The way Ned Flanders prepares the cocktails at the party is similar to bartending stunts in the 1988 film Cocktail. Songs heard at the party include Tom Jones's "It's Not Unusual" (1965), Dusty Springfield's "The Look of Love" (1967), KC and the Sunshine Band's "That's the Way (I Like It)" (1975), and Glen Campbell's "Wichita Lineman" (1968). Homer's false memory of the party the following day (in which he imagines himself as being erudite and witty instead of drunk) is a reference to the Algonquin Round Table, a group of New York City writers, critics, actors, and wits. The animation style and color scheme matches a typical cover of The New Yorker featuring the magazine's Eustace Tilley character. The "Mexican hat dance" song is heard when Marge turns on the radio in the car to mute the conversation between herself and Homer so the children cannot hear them fight. When Homer comes into the church late, while looking for his chair, a character who strikes a resemblance to Adolf Hitler is seen. In a flashback sequence, Bart remembers chasing away a screaming babysitter with the car as a toddler. This sequence and the music in it are references to a scene in the 1976 film The Omen, in which the Devil's child Damien makes animals shriek in terror as Damien approaches. The picture of General Sherman at the bait shop is a reference to the famous hoax picture of the Loch Ness Monster. John and Gloria are a reference to George and Martha from Who's Afraid of Virginia Woolf? Homer's attempt at catching General Sherman, his bludgeoning of the fish and the line "I love you but I have to kill you" are all based on Santiago's fight with the marlin in Ernest Hemingway's novel The Old Man and the Sea. The battle between Homer and General Sherman is also reminiscent of Captain Ahab's battle with the white whale Moby-Dick in the novel Moby-Dick. Also, General Sherman’s reputation for being the biggest catfish in the lake and his name comes from the real General Sherman, a sequoia tree that holds the record for being the tallest tree ever.

==Reception==
In its original broadcast, "The War of the Simpsons" finished fortieth in the ratings for the week of April 29 to May 5, 1991, with a Nielsen rating of 11.6, equivalent to approximately 10.8 million viewing households. It was the second highest-rated show on Fox that week, following Married... with Children.

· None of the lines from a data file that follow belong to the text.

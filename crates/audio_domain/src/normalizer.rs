//! Audio payload normalization
//!
//! Streamed TTS audio arrives as an ordered run of chunks that share one MIME
//! type. The normalizer stitches them together and, when that MIME type does
//! not already name a playable container, prepends a WAV header built from
//! the MIME parameters.

use bytes::{BufMut, Bytes, BytesMut};
use tracing::debug;

use crate::errors::DomainError;
use crate::value_objects::{AudioChunk, AudioParameters, ContainerFile, WAV_EXTENSION, known_extension};
use crate::wav::{WAV_HEADER_LEN, WavHeader};

/// Stateless chunk assembler and finalizer
///
/// Every method is a pure function of its arguments, so one normalizer can
/// be shared freely across concurrent sessions.
#[derive(Debug, Clone, Copy, Default)]
pub struct AudioNormalizer;

impl AudioNormalizer {
    /// Create a new normalizer
    #[must_use]
    pub const fn new() -> Self {
        Self
    }

    /// Whether payloads under `mime_type` need a synthesized header
    #[must_use]
    pub fn needs_header(&self, mime_type: &str) -> bool {
        known_extension(mime_type).is_none()
    }

    /// Concatenate chunk payloads in arrival order
    ///
    /// MIME types are not checked; callers hand in one homogeneous run.
    ///
    /// # Errors
    ///
    /// Returns `DomainError::EmptyChunkSet` if `chunks` is empty.
    pub fn concatenate(&self, chunks: &[AudioChunk]) -> Result<Bytes, DomainError> {
        match chunks {
            [] => Err(DomainError::EmptyChunkSet),
            [single] => Ok(single.data().clone()),
            _ => {
                let total = chunks.iter().map(AudioChunk::len).sum();
                let mut combined = BytesMut::with_capacity(total);
                for chunk in chunks {
                    combined.put_slice(chunk.data());
                }
                Ok(combined.freeze())
            },
        }
    }

    /// Turn a concatenated payload into a playable file
    ///
    /// Payloads under a known container MIME type are returned untouched with
    /// that type's extension. Anything else is treated as raw PCM and gets a
    /// 44-byte WAV header.
    ///
    /// Finalizing is not idempotent: running it again on already finalized
    /// output with the same raw MIME type stacks a second header. Finalize
    /// exactly once per chunk set.
    #[must_use]
    pub fn finalize(&self, payload: Bytes, mime_type: &str) -> ContainerFile {
        if let Some(extension) = known_extension(mime_type) {
            return ContainerFile::passthrough(payload, extension);
        }

        let params = AudioParameters::parse(mime_type);
        let header = WavHeader::for_payload(payload.len(), params);

        debug!(
            mime_type,
            payload_bytes = payload.len(),
            sample_rate = header.sample_rate,
            bits_per_sample = header.bits_per_sample,
            "Synthesizing WAV header for raw PCM payload"
        );

        let mut file = BytesMut::with_capacity(WAV_HEADER_LEN + payload.len());
        file.put_slice(&header.to_bytes());
        file.put_slice(&payload);

        ContainerFile::synthesized(file.freeze(), WAV_EXTENSION)
    }

    /// Concatenate and finalize in one step, using the first chunk's MIME type
    ///
    /// # Errors
    ///
    /// Returns `DomainError::EmptyChunkSet` if `chunks` is empty.
    pub fn normalize(&self, chunks: &[AudioChunk]) -> Result<ContainerFile, DomainError> {
        let payload = self.concatenate(chunks)?;
        let mime_type = chunks
            .first()
            .map(|chunk| chunk.mime_type().as_str())
            .ok_or(DomainError::EmptyChunkSet)?;

        Ok(self.finalize(payload, mime_type))
    }
}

Since airing, the episode has received mostly positive reviews from television critics. The Orlando Sentinels Gregory Hardy named it the twelfth best episode of the show with a sports theme (sport fishing). The authors of the book I Can't Believe It's a Bigger and Better Updated Unofficial Simpsons Guide, Gary Russell and Gareth Roberts, thought the Homer vs. Marge plot was "good on its own", but it was also "Grampa's big moment. His final revelation to Bart and Lisa is inspired." DVD Movie Guide's Colin Jacobson said the main concern with the episode "stemmed from its start. The scenes at the party were so terrific that the episode could have tanked after that. Happily, it didn't, as the show provided a consistently high level of entertainment. Between Homer's excesses at marriage camp and the kids' antics while Grampa watches them, the program packed in a ton of great gags."

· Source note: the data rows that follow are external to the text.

//! Port definitions for speech generation
//!
//! Defines the traits (ports) the generation session talks to: where audio
//! chunks come from and where finished files go.

use std::path::PathBuf;

use async_trait::async_trait;
use audio_domain::{AudioChunk, ContainerFile};

use crate::error::SpeechError;

/// Port for an ordered source of streamed audio chunks
///
/// # Example
///
/// ```ignore
/// use gemini_speech::{ChunkSource, SpeechError};
///
/// async fn count_bytes(source: &mut impl ChunkSource) -> Result<usize, SpeechError> {
///     let mut total = 0;
///     while let Some(chunk) = source.next_chunk().await? {
///         total += chunk.len();
///     }
///     Ok(total)
/// }
/// ```
#[async_trait]
pub trait ChunkSource: Send {
    /// Get the next chunk in arrival order
    ///
    /// # Returns
    ///
    /// Returns `None` once the upstream stream has ended.
    ///
    /// # Errors
    ///
    /// Returns `SpeechError` if the stream fails or cannot be decoded.
    async fn next_chunk(&mut self) -> Result<Option<AudioChunk>, SpeechError>;
}

/// Port for persisting finalized audio
#[async_trait]
pub trait AudioStore: Send + Sync {
    /// Store a finalized file under `stem`
    ///
    /// # Arguments
    ///
    /// * `file` - Finalized bytes and extension
    /// * `stem` - File name without extension
    ///
    /// # Returns
    ///
    /// Returns the path the file was written to.
    ///
    /// # Errors
    ///
    /// Returns `SpeechError::Storage` if the file cannot be written.
    async fn store(&self, file: &ContainerFile, stem: &str) -> Result<PathBuf, SpeechError>;
}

In a review of the second season, Bryce Wilson of Cinema Blend said "The War of the Simpsons" felt "a bit flat", but "even in [its] lowest points, humor is easy to find". Jeremy Kleinman of DVD Talk said it was "another great episode, featuring first, a new level of Homer's debauchery after drinking way too much at a party the Simpsons host, Reverend Lovejoy's marital retreat, and an epic battle with a legendary fish named General Sherman. Each of these portions of the episode are filled with laughs, perhaps the funniest being Homer's distorted high-society recollection of the previous night's events in which he is hailed as charming and a jolly good fellow."